Stiksa and Glennow (1985) studied 20 patients in an open crossover study of budesonide 800 micro g once daily; budesonide 400 micro g twice daily; and beclomethasone 200 micro g four times daily. There was no significant deterioration when on the once daily dose of budesonide. There was no power calculation in this study.

Munch et al. (1982) studied 20 patients in a double blind crossover design taking beclomethasone 200 micro g twice daily versus 100 micro g four times daily. There was no significant difference in peak flow or symptoms. There was no power calculation in this study.

Gagnon et al. (1994) studied 42 patients in a randomised double blind, double dummy crossover study of beclomethasone 500 micro g twice daily versus 1000 micro g in the afternoon versus 1000 micro g immediately before bed. Lung function was slightly better on the twice daily dosing. There was no power calculation in this study.

Toogood et al. (1982) studied 34 subjects who took inhaled budesonide in a complicated single blind randomised study using a block design which allowed comparison of three different budesonide dosages (400, 800, 1600 micro g per day); two dosing schedules (all dosages in the morning or dosages split between morning and evening); and two dosing frequencies (twice daily or four times daily). The results showed that both peak flow and FEV1 increased significantly as budesonide dosage increased; that peak flow, but not FEV1, was better with four times daily dose frequency than twice daily (20 litres per minute); and that there was no significant difference between the dosing schedules.

References
Boyd, G., Abdallah, S. and Clark, R. (1985) Twice or four times daily beclomethasone dipropionate in mild stable asthma?
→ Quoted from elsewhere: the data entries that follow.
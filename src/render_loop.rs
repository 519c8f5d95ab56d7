//! Per-frame sequencing shared by the native and browser shells.

use std::sync::atomic::{AtomicBool, Ordering};
use std::sync::Arc;

use log::{debug, trace};

use crate::app::AppContext;
use crate::camera::PerspectiveCamera;
use crate::error::RenderError;
use crate::geometry::GeometryId;
use crate::scene::{Scene, REFLECTIVE_PROP};
use crate::texture::TextureProvider;

/// Read-only view of everything a frame draws.
#[derive(Clone, Copy)]
pub struct Frame<'a> {
    pub scene: &'a Scene,
    pub camera: &'a PerspectiveCamera,
    pub textures: &'a TextureProvider,
}

/// Backend that turns frames into pixels.
pub trait FrameSink {
    /// Renders the six faces of the reflection probe.
    fn capture_reflection(&mut self, frame: &Frame<'_>) -> Result<(), RenderError>;
    /// Renders the frame from the viewing camera and presents it.
    fn draw(&mut self, frame: &Frame<'_>) -> Result<(), RenderError>;
    fn resize(&mut self, width: u32, height: u32);
    /// Frees GPU buffers of geometries no longer in the scene.
    fn release(&mut self, geometries: &[GeometryId]);
}

#[derive(Debug, Clone, Copy, PartialEq, Eq)]
pub enum TickOutcome {
    Continue,
    Stopped,
}

/// Cloneable handle that ends the loop before its next frame.
#[derive(Debug, Clone)]
pub struct StopHandle(Arc<AtomicBool>);

impl StopHandle {
    pub fn stop(&self) {
        self.0.store(false, Ordering::SeqCst);
    }

    pub fn is_running(&self) -> bool {
        self.0.load(Ordering::SeqCst)
    }
}

/// Drives one frame per display refresh until stopped.
#[derive(Debug)]
pub struct RenderLoop {
    running: Arc<AtomicBool>,
    frames: u64,
}

impl Default for RenderLoop {
    fn default() -> Self {
        Self::new()
    }
}

impl RenderLoop {
    pub fn new() -> Self {
        Self {
            running: Arc::new(AtomicBool::new(true)),
            frames: 0,
        }
    }

    pub fn stop_handle(&self) -> StopHandle {
        StopHandle(Arc::clone(&self.running))
    }

    pub fn frames(&self) -> u64 {
        self.frames
    }

    /// Runs one frame: settle textures, free detached geometry, capture the
    /// reflection with the reflective prop hidden, advance the orbit camera,
    /// then draw.
    pub fn tick(
        &mut self,
        ctx: &mut AppContext,
        sink: &mut dyn FrameSink,
    ) -> Result<TickOutcome, RenderError> {
        if !self.running.load(Ordering::SeqCst) {
            return Ok(TickOutcome::Stopped);
        }

        let settled = ctx.textures.poll();
        if !settled.is_empty() {
            debug!("{} texture(s) settled", settled.len());
        }

        let released = ctx.releases.drain();
        if !released.is_empty() {
            trace!("releasing {} geometries", released.len());
            sink.release(&released);
        }

        ctx.scene.set_visible(REFLECTIVE_PROP, false);
        let captured = sink.capture_reflection(&Frame {
            scene: &ctx.scene,
            camera: &ctx.camera,
            textures: &ctx.textures,
        });
        ctx.scene.set_visible(REFLECTIVE_PROP, true);
        captured?;

        ctx.controls.update(&mut ctx.camera);

        sink.draw(&Frame {
            scene: &ctx.scene,
            camera: &ctx.camera,
            textures: &ctx.textures,
        })?;
        self.frames += 1;
        Ok(TickOutcome::Continue)
    }
}

/// Applies a new drawable size to the camera and the backend.
pub fn handle_resize(
    ctx: &mut AppContext,
    sink: &mut dyn FrameSink,
    width: u32,
    height: u32,
) -> bool {
    if !ctx.resize(width, height) {
        return false;
    }
    debug!("viewport resized to {width}x{height}");
    sink.resize(width, height);
    true
}

#[cfg(test)]
mod tests {
    use super::*;
    use crate::app::Viewport;
    use crate::config::ConfiguratorConfig;
    use crate::error::Dimension;
    use crate::texture::{Completions, TextureId, TextureSource};

    struct NoopSource;

    impl TextureSource for NoopSource {
        fn start(&self, _id: TextureId, _path: &str, _completions: Completions) {}
    }

    #[derive(Debug, Default)]
    struct RecordingSink {
        events: Vec<String>,
        prop_visible_during_capture: Vec<bool>,
        draws_with_prop: usize,
        fail_capture: bool,
        released: Vec<GeometryId>,
    }

    impl FrameSink for RecordingSink {
        fn capture_reflection(&mut self, frame: &Frame<'_>) -> Result<(), RenderError> {
            self.events.push("capture".into());
            let visible = frame
                .scene
                .node(REFLECTIVE_PROP)
                .map_or(true, |node| node.visible);
            self.prop_visible_during_capture.push(visible);
            if self.fail_capture {
                return Err(RenderError::OutOfMemory);
            }
            Ok(())
        }

        fn draw(&mut self, frame: &Frame<'_>) -> Result<(), RenderError> {
            self.events.push("draw".into());
            if frame
                .scene
                .draw_list()
                .iter()
                .any(|item| item.name == REFLECTIVE_PROP)
            {
                self.draws_with_prop += 1;
            }
            Ok(())
        }

        fn resize(&mut self, width: u32, height: u32) {
            self.events.push(format!("resize {width}x{height}"));
        }

        fn release(&mut self, geometries: &[GeometryId]) {
            self.events.push("release".into());
            self.released.extend_from_slice(geometries);
        }
    }

    fn context(width: u32, height: u32) -> AppContext {
        AppContext::new(
            ConfiguratorConfig::default(),
            TextureProvider::new(Box::new(NoopSource)),
            Viewport::new(width, height),
        )
        .unwrap()
    }

    #[test]
    fn prop_is_hidden_only_while_capturing() {
        let mut ctx = context(640, 480);
        let mut sink = RecordingSink::default();
        let mut render_loop = RenderLoop::new();
        for _ in 0..3 {
            assert_eq!(
                render_loop.tick(&mut ctx, &mut sink).unwrap(),
                TickOutcome::Continue
            );
        }
        assert_eq!(sink.prop_visible_during_capture, vec![false; 3]);
        assert_eq!(sink.draws_with_prop, 3);
        assert_eq!(
            sink.events,
            vec!["capture", "draw", "capture", "draw", "capture", "draw"]
        );
        assert_eq!(render_loop.frames(), 3);
    }

    #[test]
    fn failed_capture_restores_visibility() {
        let mut ctx = context(640, 480);
        let mut sink = RecordingSink {
            fail_capture: true,
            ..RecordingSink::default()
        };
        let mut render_loop = RenderLoop::new();
        assert!(render_loop.tick(&mut ctx, &mut sink).is_err());
        assert!(ctx.scene.node(REFLECTIVE_PROP).unwrap().visible);
        assert_eq!(render_loop.frames(), 0);
    }

    #[test]
    fn replaced_door_geometry_is_released_before_drawing() {
        let mut ctx = context(640, 480);
        let old_ids = ctx.scene.door().unwrap().geometry_ids();
        ctx.apply_input(Dimension::Width, 3.0).unwrap();

        let mut sink = RecordingSink::default();
        let mut render_loop = RenderLoop::new();
        render_loop.tick(&mut ctx, &mut sink).unwrap();
        assert_eq!(sink.events[0], "release");
        assert_eq!(sink.released, old_ids);

        render_loop.tick(&mut ctx, &mut sink).unwrap();
        assert_eq!(sink.events.iter().filter(|e| *e == "release").count(), 1);
    }

    #[test]
    fn stop_handle_ends_the_loop() {
        let mut ctx = context(640, 480);
        let mut sink = RecordingSink::default();
        let mut render_loop = RenderLoop::new();
        let handle = render_loop.stop_handle();
        render_loop.tick(&mut ctx, &mut sink).unwrap();
        handle.stop();
        assert!(!handle.is_running());
        assert_eq!(
            render_loop.tick(&mut ctx, &mut sink).unwrap(),
            TickOutcome::Stopped
        );
        assert_eq!(sink.events.len(), 2);
    }

    #[test]
    fn resize_reaches_camera_and_backend() {
        let mut ctx = context(1920, 1080);
        let mut sink = RecordingSink::default();
        assert!(handle_resize(&mut ctx, &mut sink, 800, 600));
        assert!((ctx.camera.aspect - 800.0 / 600.0).abs() < 1e-6);
        assert_eq!(sink.events, vec!["resize 800x600"]);

        assert!(!handle_resize(&mut ctx, &mut sink, 0, 0));
        assert_eq!(sink.events.len(), 1);
    }
}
Clinical Allergy 15:383-389.

Gagnon, M., Cote, J., Milot, J., Turcotte, H. and Boulet, L.P. (1994) Comparative safety and efficacy of single or twice daily administration of inhaled beclomethasone in moderate asthma. Chest 105:1732-1737.

Munch, E.P. Taudorf, E. and Weeke, B. (1982) Dose frequency in the treatment of asthmatics with inhaled topical steroid. European Journal of Respiratory Diseases 63 Suppl 12:143-145.

Stiksa, G. and Glennow, C. (1985) Once daily inhalation of budesonide in the treatment of chronic asthma. A clinical comparison. Annals of Allergy 5: 49-51.

Toogood, J.H., Baskerville, J.C., Jennings, B., Lefcoe, N.M. and Johansson, S.A. (1982) Influence of dosing frequency and schedule on the response of chronic asthmatics to the aerosol steroid, budesonide. Journal of Allergy and Clinical Immunology 70:388-298.

Recommendation:


Statement: symptom control is better at high compared to low doses of inhaled steroids (I).

Comment:
Only a surprisingly small number of studies were identified to support this widely held clinical view.

Toogood et al. (1982) studied 34 subjects who took inhaled budesonide in

a complicated single blind randomised study using a block design which

allowed comparison of three different budesonide dosages (400, 800, 1600 micro g per day); two dosing schedules (all dosages in the morning or dosages split between morning and evening); and two dosing frequencies (twice daily or four times daily). The results showed that both peak flow and FEV1 increased significantly as budesonide dosage increased; that peak flow, but not FEV1, was better with four times daily dose frequency than twice daily; and that there was no significant different between the dosing schedules.

Dahl et al. (1993) (as above) compared four different doses of fluticasone with one dose of belcomethasone in five parallel groups. They showed that fluticasone produced a dose dependent increase in peak flow rates and dose dependent decrease in symptoms.

References
Dahl, R., Lundback, B., Malo, J.L., Mazze, J.A., Nieminen, M.M., Saarelainen, P. and

Barnacle, H.A. (1993) Dose-ranging study of fluticasone propionate in adult patients with moderate asthma. International Study Group. Chest 104:1352-1358.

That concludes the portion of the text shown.